Copy each line of the entries below that contains the string "percent".

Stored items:
◇ ◇ ◇ ◇

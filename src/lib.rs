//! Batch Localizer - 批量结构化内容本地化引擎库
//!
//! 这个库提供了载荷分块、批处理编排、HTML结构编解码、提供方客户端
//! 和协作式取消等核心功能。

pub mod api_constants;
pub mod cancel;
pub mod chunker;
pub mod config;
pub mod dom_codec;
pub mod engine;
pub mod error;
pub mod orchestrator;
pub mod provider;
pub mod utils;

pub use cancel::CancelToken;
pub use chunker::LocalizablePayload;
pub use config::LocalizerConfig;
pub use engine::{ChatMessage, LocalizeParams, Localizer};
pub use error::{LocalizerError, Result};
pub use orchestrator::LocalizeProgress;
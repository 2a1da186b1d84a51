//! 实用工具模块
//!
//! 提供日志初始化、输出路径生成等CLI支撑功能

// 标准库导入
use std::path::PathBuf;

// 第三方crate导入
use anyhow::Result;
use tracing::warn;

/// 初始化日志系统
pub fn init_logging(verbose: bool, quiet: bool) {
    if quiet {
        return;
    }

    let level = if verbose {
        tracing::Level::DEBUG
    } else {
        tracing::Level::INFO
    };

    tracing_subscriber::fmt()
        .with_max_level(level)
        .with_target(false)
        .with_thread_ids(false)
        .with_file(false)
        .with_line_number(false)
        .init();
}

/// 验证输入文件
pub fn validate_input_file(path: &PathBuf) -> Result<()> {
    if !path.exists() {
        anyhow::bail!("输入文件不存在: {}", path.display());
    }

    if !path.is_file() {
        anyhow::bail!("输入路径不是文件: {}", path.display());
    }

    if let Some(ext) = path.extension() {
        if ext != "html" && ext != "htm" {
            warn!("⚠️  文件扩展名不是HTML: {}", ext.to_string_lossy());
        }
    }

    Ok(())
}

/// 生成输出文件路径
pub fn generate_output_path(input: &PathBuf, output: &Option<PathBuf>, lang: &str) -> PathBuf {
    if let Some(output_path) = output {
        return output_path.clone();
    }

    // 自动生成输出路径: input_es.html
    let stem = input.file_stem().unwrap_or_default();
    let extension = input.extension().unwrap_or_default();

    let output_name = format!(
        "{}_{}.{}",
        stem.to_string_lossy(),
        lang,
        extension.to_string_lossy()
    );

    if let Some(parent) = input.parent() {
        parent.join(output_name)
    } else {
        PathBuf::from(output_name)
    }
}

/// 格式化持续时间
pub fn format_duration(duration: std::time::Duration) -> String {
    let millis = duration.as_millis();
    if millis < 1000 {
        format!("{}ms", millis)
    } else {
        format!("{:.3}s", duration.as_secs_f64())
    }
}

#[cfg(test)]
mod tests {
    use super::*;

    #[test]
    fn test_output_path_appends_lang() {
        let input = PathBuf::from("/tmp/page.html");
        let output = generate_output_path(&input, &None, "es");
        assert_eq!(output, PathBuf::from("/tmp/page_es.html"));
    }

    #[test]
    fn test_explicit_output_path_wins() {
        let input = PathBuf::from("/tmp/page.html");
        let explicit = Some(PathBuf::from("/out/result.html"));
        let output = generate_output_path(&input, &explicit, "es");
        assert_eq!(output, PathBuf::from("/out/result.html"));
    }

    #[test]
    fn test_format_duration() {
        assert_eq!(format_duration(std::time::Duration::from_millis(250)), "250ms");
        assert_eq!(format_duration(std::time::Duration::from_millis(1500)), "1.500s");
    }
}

◇ ◇ ◇ ◇

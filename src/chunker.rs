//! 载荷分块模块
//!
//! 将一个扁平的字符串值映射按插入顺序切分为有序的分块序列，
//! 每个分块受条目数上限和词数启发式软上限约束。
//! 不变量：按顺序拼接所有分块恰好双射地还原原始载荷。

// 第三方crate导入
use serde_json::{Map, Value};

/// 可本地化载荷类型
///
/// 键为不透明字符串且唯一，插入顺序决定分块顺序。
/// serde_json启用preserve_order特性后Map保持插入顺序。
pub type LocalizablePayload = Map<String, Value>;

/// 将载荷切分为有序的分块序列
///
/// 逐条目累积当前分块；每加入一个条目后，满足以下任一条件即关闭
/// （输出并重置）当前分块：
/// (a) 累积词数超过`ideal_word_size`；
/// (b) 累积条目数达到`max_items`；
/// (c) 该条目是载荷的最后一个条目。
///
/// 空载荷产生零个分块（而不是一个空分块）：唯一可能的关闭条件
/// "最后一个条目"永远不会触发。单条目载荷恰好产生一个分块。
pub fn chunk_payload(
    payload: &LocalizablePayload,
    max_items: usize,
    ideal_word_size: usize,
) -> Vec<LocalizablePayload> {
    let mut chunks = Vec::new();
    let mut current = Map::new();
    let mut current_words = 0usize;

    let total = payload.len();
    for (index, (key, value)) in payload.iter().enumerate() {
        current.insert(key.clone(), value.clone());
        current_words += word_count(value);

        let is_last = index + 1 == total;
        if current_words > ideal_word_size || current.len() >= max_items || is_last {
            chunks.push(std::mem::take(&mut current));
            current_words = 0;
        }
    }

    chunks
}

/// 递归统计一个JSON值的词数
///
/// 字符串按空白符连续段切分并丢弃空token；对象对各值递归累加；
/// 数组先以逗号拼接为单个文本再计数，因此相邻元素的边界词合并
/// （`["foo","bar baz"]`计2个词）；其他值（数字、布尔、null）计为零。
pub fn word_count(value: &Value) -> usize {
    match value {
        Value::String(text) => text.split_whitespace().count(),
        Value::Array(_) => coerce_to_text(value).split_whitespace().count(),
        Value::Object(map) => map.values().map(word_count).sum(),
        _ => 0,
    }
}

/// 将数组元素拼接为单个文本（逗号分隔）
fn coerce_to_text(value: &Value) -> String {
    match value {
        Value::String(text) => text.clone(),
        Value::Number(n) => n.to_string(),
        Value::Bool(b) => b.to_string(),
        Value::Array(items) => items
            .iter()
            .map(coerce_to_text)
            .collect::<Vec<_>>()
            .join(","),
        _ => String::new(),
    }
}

◇ ◇ ◇ ◇

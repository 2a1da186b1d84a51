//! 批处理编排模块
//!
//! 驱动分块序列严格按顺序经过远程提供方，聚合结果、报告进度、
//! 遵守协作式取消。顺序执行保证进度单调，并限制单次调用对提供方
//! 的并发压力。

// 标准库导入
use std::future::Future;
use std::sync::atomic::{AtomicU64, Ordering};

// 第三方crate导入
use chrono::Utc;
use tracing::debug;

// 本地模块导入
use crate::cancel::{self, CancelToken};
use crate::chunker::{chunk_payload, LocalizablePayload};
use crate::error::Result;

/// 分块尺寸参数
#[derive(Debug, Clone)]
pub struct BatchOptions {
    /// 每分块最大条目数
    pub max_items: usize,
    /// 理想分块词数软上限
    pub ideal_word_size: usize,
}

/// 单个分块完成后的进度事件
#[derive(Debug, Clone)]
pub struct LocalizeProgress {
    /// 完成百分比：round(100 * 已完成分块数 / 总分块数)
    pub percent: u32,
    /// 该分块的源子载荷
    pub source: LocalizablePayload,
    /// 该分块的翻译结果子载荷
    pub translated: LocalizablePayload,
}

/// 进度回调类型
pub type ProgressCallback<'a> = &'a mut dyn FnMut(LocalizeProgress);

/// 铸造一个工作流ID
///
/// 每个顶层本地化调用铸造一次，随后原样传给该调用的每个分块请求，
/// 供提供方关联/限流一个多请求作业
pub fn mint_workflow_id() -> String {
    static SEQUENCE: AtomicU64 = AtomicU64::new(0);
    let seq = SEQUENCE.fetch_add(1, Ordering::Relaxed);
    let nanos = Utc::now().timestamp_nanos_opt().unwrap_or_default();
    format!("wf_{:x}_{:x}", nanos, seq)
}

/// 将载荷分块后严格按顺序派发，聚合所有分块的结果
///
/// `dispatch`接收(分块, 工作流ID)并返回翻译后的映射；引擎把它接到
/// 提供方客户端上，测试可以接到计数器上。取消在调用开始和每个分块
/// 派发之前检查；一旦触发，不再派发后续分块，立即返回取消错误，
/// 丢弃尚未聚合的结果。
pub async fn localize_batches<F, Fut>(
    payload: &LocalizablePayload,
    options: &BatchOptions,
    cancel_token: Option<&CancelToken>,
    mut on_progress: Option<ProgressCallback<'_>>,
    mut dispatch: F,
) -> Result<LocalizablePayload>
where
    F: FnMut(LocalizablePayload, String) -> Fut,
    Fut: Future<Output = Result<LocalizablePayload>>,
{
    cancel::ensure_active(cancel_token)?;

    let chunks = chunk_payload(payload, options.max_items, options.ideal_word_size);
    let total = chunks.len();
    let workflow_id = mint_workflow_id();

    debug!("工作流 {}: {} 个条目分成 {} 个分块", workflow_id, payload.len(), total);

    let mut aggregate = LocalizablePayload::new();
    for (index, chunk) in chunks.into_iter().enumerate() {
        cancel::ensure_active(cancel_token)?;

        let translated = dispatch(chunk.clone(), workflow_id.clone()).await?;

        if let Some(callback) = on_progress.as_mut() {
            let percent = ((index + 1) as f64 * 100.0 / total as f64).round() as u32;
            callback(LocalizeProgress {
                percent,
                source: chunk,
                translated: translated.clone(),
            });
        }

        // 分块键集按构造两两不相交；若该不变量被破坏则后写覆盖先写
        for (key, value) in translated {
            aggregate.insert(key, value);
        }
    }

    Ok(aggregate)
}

◇ ◇ ◇ ◇

■ Result of this exercise:
    pub percent: u32,
            let percent = ((index + 1) as f64 * 100.0 / total as f64).round() as u32;
                percent,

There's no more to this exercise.